In short, a business associate is a person or entity that is not a member of a covered entity’s workforce who uses protected health information in order to help or support a covered entity. 45 CFR 160.103. There are two types of business associates:
- One that creates, receives, maintains, or transmits protected health information on behalf of a covered entity for a function or activity that is regulated by HIPAA, such as claims processing, practice management, and quality assurance.
- One that uses protected health information to provide certain types of services to the covered entity.
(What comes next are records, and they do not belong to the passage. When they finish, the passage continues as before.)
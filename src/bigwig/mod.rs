//! BigWig Emitter (C3): adapts compacted coverage runs to a bigWig writer.
//!
//! The bigWig binary container (header, R-tree index, zoom levels) is
//! intentionally opaque here — this module never touches it directly. It
//! only defines the [`BigWigWriter`] capability contract and resolves a
//! writer name to a concrete implementation, both backed by the real
//! `bigtools` crate (see [`bigtools_writer`] and DESIGN.md for why both
//! selectable names share that one dependency).

pub mod bigtools_writer;

use crate::coverage::ChromCoverage;
use crate::error::{FragmentError, Result};
use crate::types::ChromSizes;
use std::path::Path;

/// The bigWig writer capability: write a header, add runs (batch or one at
/// a time), then close. Implementations must produce byte-identical output
/// regardless of which add path is used.
pub trait BigWigWriter {
    fn add_header(&mut self, chrom_sizes: &ChromSizes) -> Result<()>;

    /// Add an entire chromosome's runs in one call.
    fn add_entries_batch(&mut self, chrom: &str, starts: &[u32], ends: &[u32], values: &[f32]) -> Result<()>;

    /// Add a single run. Default implementation forwards to the batch path
    /// with a one-element slice so both paths funnel through the same
    /// underlying writer call.
    fn add_entry(&mut self, chrom: &str, start: u32, end: u32, value: f32) -> Result<()> {
        self.add_entries_batch(chrom, &[start], &[end], &[value])
    }

    fn close(self: Box<Self>) -> Result<()>;
}

/// Resolve a writer name to a concrete implementation. Fails before any
/// file is opened on an unrecognized name (`UnknownWriter`).
pub fn resolve_writer(name: &str, output_path: &Path) -> Result<Box<dyn BigWigWriter>> {
    match name {
        "primary" => Ok(Box::new(bigtools_writer::PrimaryWriter::create(output_path)?)),
        "alternate" => Ok(Box::new(bigtools_writer::AlternateWriter::create(output_path)?)),
        other => Err(FragmentError::UnknownWriter {
            name: other.to_string(),
        }),
    }
}

/// Drive a resolved writer over the full coverage stream: write the header
/// once, then for each chromosome emit its runs through whichever add path
/// the writer implementation favors internally.
pub fn emit(
    writer: &mut dyn BigWigWriter,
    chrom_sizes: &ChromSizes,
    coverage: &[ChromCoverage],
) -> Result<()> {
    writer.add_header(chrom_sizes)?;
    for chrom_coverage in coverage {
        if chrom_coverage.runs.is_empty() {
            continue;
        }
        let starts: Vec<u32> = chrom_coverage.runs.iter().map(|r| r.start).collect();
        let ends: Vec<u32> = chrom_coverage.runs.iter().map(|r| r.end).collect();
        let values: Vec<f32> = chrom_coverage.runs.iter().map(|r| r.value).collect();
        writer.add_entries_batch(&chrom_coverage.chrom, &starts, &ends, &values)?;
    }
    Ok(())
}

#[cfg(test)]
mod tests {
    use super::*;

    #[test]
    fn test_resolve_unknown_writer_fails_before_io() {
        let dir = tempfile::tempdir().unwrap();
        let out = dir.path().join("nonexistent_subdir").join("out.bw");
        let err = resolve_writer("bogus", &out).unwrap_err();
        assert!(matches!(err, FragmentError::UnknownWriter { .. }));
        // No file or directory should have been created for an unknown name.
        assert!(!out.parent().unwrap().exists());
    }
}
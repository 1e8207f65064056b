// Clippy allows
#![allow(clippy::too_many_arguments)]

//! sft: single-cell ATAC-seq fragment tools
//!
//! Usage: sft <COMMAND> [OPTIONS]

use clap::{Parser, Subcommand};
use scatac_fragment_tools::commands::{BigwigCommand, SplitCommand};
use scatac_fragment_tools::runtime;
use scatac_fragment_tools::Result;
use std::path::PathBuf;
use std::process;

#[derive(Parser)]
#[command(name = "sft")]
#[command(version)]
#[command(about = "Split single-cell ATAC-seq fragments by cell type and build coverage bigWigs", long_about = None)]
struct Cli {
    /// Fail instead of clipping a fragment end past its chromosome size.
    #[arg(long, global = true)]
    strict_coordinates: bool,

    /// Raise the log level to debug.
    #[arg(short, long, global = true)]
    verbose: bool,

    #[command(subcommand)]
    command: Commands,
}

#[derive(Subcommand)]
enum Commands {
    /// Accumulate genome coverage from a fragment file and write a bigWig.
    Bigwig {
        /// Chromosome sizes file (chrom\tsize, no header).
        #[arg(long = "chrom")]
        chrom_sizes: PathBuf,

        /// Fragment file, plain or gzip-compressed.
        #[arg(long = "frag")]
        fragments: PathBuf,

        /// Output bigWig path.
        #[arg(long = "bw")]
        output: PathBuf,

        /// Normalize depth to reads per million before scaling.
        #[arg(long)]
        normalize: bool,

        /// Multiplicative scaling factor applied to every base's value.
        #[arg(long, default_value_t = 1.0)]
        scaling: f64,

        /// Count 1bp Tn5 cut sites at fragment ends instead of whole-fragment depth.
        #[arg(long)]
        cut_sites: bool,

        /// bigWig writer backend: "primary" or "alternate".
        #[arg(long, default_value = "primary")]
        writer: String,

        /// Prepend this string to every fragment chromosome name before
        /// looking it up in the chrom-sizes file.
        #[arg(long)]
        chrom_prefix: Option<String>,
    },

    /// Partition per-sample fragment files by cell type, then merge per
    /// cell type into one sorted fragment file each.
    Split {
        /// Table mapping sample id to its fragment file path.
        #[arg(long)]
        sample_fragments: PathBuf,

        /// Table mapping (sample, cell_type) rows to cell barcodes.
        #[arg(long)]
        cell_type_barcodes: PathBuf,

        /// Chromosome sizes file.
        #[arg(long = "chrom")]
        chrom_sizes: PathBuf,

        /// Directory to write one merged fragment file per cell type into.
        #[arg(long)]
        output: PathBuf,

        /// Directory for intermediate per-sample shards.
        #[arg(long, default_value = "./tmp")]
        temp: PathBuf,

        /// Worker pool size used for both the split and merge phases.
        #[arg(long, default_value_t = 1)]
        n_cpu: usize,

        /// Column delimiter shared by both annotation tables.
        #[arg(long, default_value = "\t")]
        sep: String,

        #[arg(long, default_value = "sample")]
        sample_col: String,

        #[arg(long, default_value = "path_to_fragment_file")]
        path_col: String,

        #[arg(long, default_value = "cell_type")]
        cell_type_col: String,

        #[arg(long, default_value = "cell_barcode")]
        barcode_col: String,

        /// Delete the per-sample shard files once the merge succeeds.
        #[arg(long)]
        clear_temp: bool,

        /// Prefix every barcode with its sample id before merging.
        #[arg(long)]
        add_sample_id: bool,
    },
}

fn main() {
    let cli = Cli::parse();

    let level = if cli.verbose { "debug" } else { "info" };
    env_logger::Builder::from_env(env_logger::Env::default().default_filter_or(level)).init();

    runtime::set_strict_coordinates(cli.strict_coordinates);

    let result = match cli.command {
        Commands::Bigwig {
            chrom_sizes,
            fragments,
            output,
            normalize,
            scaling,
            cut_sites,
            writer,
            chrom_prefix,
        } => BigwigCommand {
            chrom_sizes_path: chrom_sizes,
            fragments_path: fragments,
            output_path: output,
            normalize,
            scaling_factor: scaling,
            cut_sites,
            writer_name: writer,
            chrom_prefix,
        }
        .run(),

        Commands::Split {
            sample_fragments,
            cell_type_barcodes,
            chrom_sizes,
            output,
            temp,
            n_cpu,
            sep,
            sample_col,
            path_col,
            cell_type_col,
            barcode_col,
            clear_temp,
            add_sample_id,
        } => run_split(
            sample_fragments,
            cell_type_barcodes,
            chrom_sizes,
            output,
            temp,
            n_cpu,
            sep,
            sample_col,
            path_col,
            cell_type_col,
            barcode_col,
            clear_temp,
            add_sample_id,
        ),
    };

    if let Err(e) = result {
        eprintln!("Error: {e}");
        process::exit(1);
    }
}

fn run_split(
    sample_fragments_path: PathBuf,
    cell_type_barcodes_path: PathBuf,
    chrom_sizes_path: PathBuf,
    output_dir: PathBuf,
    temp_dir: PathBuf,
    n_cpu: usize,
    sep: String,
    sample_col: String,
    path_col: String,
    cell_type_col: String,
    barcode_col: String,
    clear_temp: bool,
    add_sample_id: bool,
) -> Result<()> {
    let separator = sep.chars().next().unwrap_or('\t');
    let outputs = SplitCommand {
        sample_fragments_path,
        cell_type_barcodes_path,
        chrom_sizes_path,
        output_dir,
        temp_dir,
        n_cpu: n_cpu.max(1),
        separator,
        sample_col,
        path_col,
        cell_type_col,
        barcode_col,
        clear_temp,
        add_sample_id,
    }
    .run()?;

    for path in outputs {
        println!("{}", path.display());
    }
    Ok(())
}
//! The two bigWig writer backends, `"primary"` and `"alternate"`.
//!
//! Both wrap the same real `bigtools::BigWigWrite` dependency — the only
//! bigWig-writing crate in this project's corpus — and differ only in
//! which of the two adapter variants from the design notes they exercise:
//! `PrimaryWriter` accumulates whole per-chromosome run arrays and feeds
//! them to bigtools in one batch per chromosome; `AlternateWriter` feeds
//! bigtools one `(start, end, value)` tuple at a time. Both funnel through
//! [`write_bigwig_file`] so they produce byte-identical output for the same
//! input runs.

use crate::error::{FragmentError, Result};
use crate::types::ChromSizes;
use bigtools::{BigWigWrite, Value};
use std::collections::HashMap;
use std::path::{Path, PathBuf};

struct PendingChrom {
    chrom: String,
    values: Vec<Value>,
}

/// Shared buffering: both backends accumulate `(chrom, Vec<Value>)` pairs
/// in header order, then hand the whole set to bigtools on `close()`. This
/// is what "byte-identical output" means in practice — the wire bytes are
/// determined entirely by this ordered buffer, not by which `add_*` method
/// filled it in.
struct Buffer {
    path: PathBuf,
    chrom_sizes: HashMap<String, u32>,
    chrom_order: Vec<String>,
    pending: HashMap<String, PendingChrom>,
}

impl Buffer {
    fn new(path: &Path) -> Self {
        Self {
            path: path.to_path_buf(),
            chrom_sizes: HashMap::new(),
            chrom_order: Vec::new(),
            pending: HashMap::new(),
        }
    }

    fn set_header(&mut self, chrom_sizes: &ChromSizes) {
        for chrom in chrom_sizes.chromosomes() {
            self.chrom_order.push(chrom.to_string());
            self.chrom_sizes
                .insert(chrom.to_string(), chrom_sizes.chrom_size(chrom).unwrap());
        }
    }

    fn push_value(&mut self, chrom: &str, start: u32, end: u32, value: f32) {
        let entry = self
            .pending
            .entry(chrom.to_string())
            .or_insert_with(|| PendingChrom {
                chrom: chrom.to_string(),
                values: Vec::new(),
            });
        entry.values.push(Value { start, end, value });
    }

    fn into_ordered_data(self) -> (PathBuf, HashMap<String, u32>, Vec<(String, Vec<Value>)>) {
        let mut data = Vec::with_capacity(self.pending.len());
        let mut pending = self.pending;
        for chrom in &self.chrom_order {
            if let Some(entry) = pending.remove(chrom) {
                data.push((entry.chrom, entry.values));
            }
        }
        (self.path, self.chrom_sizes, data)
    }
}

pub struct PrimaryWriter {
    buffer: Buffer,
}

impl PrimaryWriter {
    pub fn create(path: &Path) -> Result<Self> {
        Ok(Self {
            buffer: Buffer::new(path),
        })
    }
}

impl super::BigWigWriter for PrimaryWriter {
    fn add_header(&mut self, chrom_sizes: &ChromSizes) -> Result<()> {
        self.buffer.set_header(chrom_sizes);
        Ok(())
    }

    fn add_entries_batch(&mut self, chrom: &str, starts: &[u32], ends: &[u32], values: &[f32]) -> Result<()> {
        for ((&start, &end), &value) in starts.iter().zip(ends).zip(values) {
            self.buffer.push_value(chrom, start, end, value);
        }
        Ok(())
    }

    fn close(self: Box<Self>) -> Result<()> {
        let (path, chrom_sizes, data) = self.buffer.into_ordered_data();
        write_bigwig_file(&path, chrom_sizes, data)
    }
}

pub struct AlternateWriter {
    buffer: Buffer,
}

impl AlternateWriter {
    pub fn create(path: &Path) -> Result<Self> {
        Ok(Self {
            buffer: Buffer::new(path),
        })
    }
}

impl super::BigWigWriter for AlternateWriter {
    fn add_header(&mut self, chrom_sizes: &ChromSizes) -> Result<()> {
        self.buffer.set_header(chrom_sizes);
        Ok(())
    }

    fn add_entries_batch(&mut self, chrom: &str, starts: &[u32], ends: &[u32], values: &[f32]) -> Result<()> {
        // Exercise the single-tuple path explicitly rather than batching,
        // per the design notes' requirement that one adapter variant add
        // one tuple at a time.
        for ((&start, &end), &value) in starts.iter().zip(ends).zip(values) {
            self.add_entry(chrom, start, end, value)?;
        }
        Ok(())
    }

    fn add_entry(&mut self, chrom: &str, start: u32, end: u32, value: f32) -> Result<()> {
        self.buffer.push_value(chrom, start, end, value);
        Ok(())
    }

    fn close(self: Box<Self>) -> Result<()> {
        let (path, chrom_sizes, data) = self.buffer.into_ordered_data();
        write_bigwig_file(&path, chrom_sizes, data)
    }
}

/// The one place this crate calls into `bigtools`. Kept tiny and isolated
/// so the rest of Engine C never has to know the container format exists.
fn write_bigwig_file(
    path: &Path,
    chrom_sizes: HashMap<String, u32>,
    chrom_values: Vec<(String, Vec<Value>)>,
) -> Result<()> {
    let mut writer = BigWigWrite::create_file(path, chrom_sizes)
        .map_err(|e| FragmentError::Writer(e.to_string()))?;
    writer
        .write(chrom_values)
        .map_err(|e| FragmentError::Writer(e.to_string()))?;
    Ok(())
}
This includes legal, actuarial, consulting, data aggregation, management, administrative, accreditation, or financial services.
There are some exceptions to the definition of business associate, including one for government agencies that determine eligibility or enroll individuals in government health plans providing public benefits.
What requirements apply to business associate relationships?
The HIPAA regulations require that a covered entity have “satisfactory assurances” that the business associate will protect the information and comply with other administrative requirements. These assurances are typically part of a contract referred to as a “business associate agreement.” In addition to this contractual responsibility to comply with some of the HIPAA requirements, business associates are now directly regulated by HIPAA and are subject to enforcement action.
For a typical covered entity, these business associate relationships may be fairly easy to identify and manage. A health care provider hires a billing company. The provider enters into a business associate agreement with the billing company.
For a larger hybrid entity, such as a county, the application of the business associate concept may be more complex. The county may have some external business associates – these would look just like the billing company described above. It may be a contract with an outside organization to provide some consulting services that requires disclosure of some protected health information, for example. In this case, the county would enter into a business associate agreement with the consulting group.
The county may also have some internal components that are performing business associate-like functions for one or more health care components within the county. For example, the county’s finance office may be managing all of the billing for the provision of health care by the health department and emergency management services. If the finance office was not included within the county, it would be considered a business associate. Since it is within the county and the county is a hybrid entity, the county must include the finance office as part of its covered health care component. In other words, the county is required to include any business-associate like functions in its health care component.
It is possible to include a business associate-like function in the health care component “only to the extent that it performs covered functions.” This means that, in our example above, not every staff person in the finance office would need to be trained to comply with the HIPAA regulations but only those staff members who work with protected health information for the covered health care component. In addition, not all records in the office would be subject to all of the HIPAA restrictions on use and disclosure. This may be helpful but it also could be tricky to implement depending upon the size of the organization and the number of people and activities or functions involved. A county may simply decide that, for ease of administration, all staff and records within a business associate-like component will be required to comply with the HIPAA regulations.
Even if a local government evaluated its covered entity status when the HIPAA rules were first adopted, it is important to revisit this analysis from time to time. Not only have the HIPAA regulations changed significantly in recent years, but the functions, services, and relationships in local government change. It is important that this analysis and the accompanying documentation accurately reflect the local government’s operations, that policies and procedures are up-to-date, and that staff are adequately trained on the government’s approach to HIPAA compliance.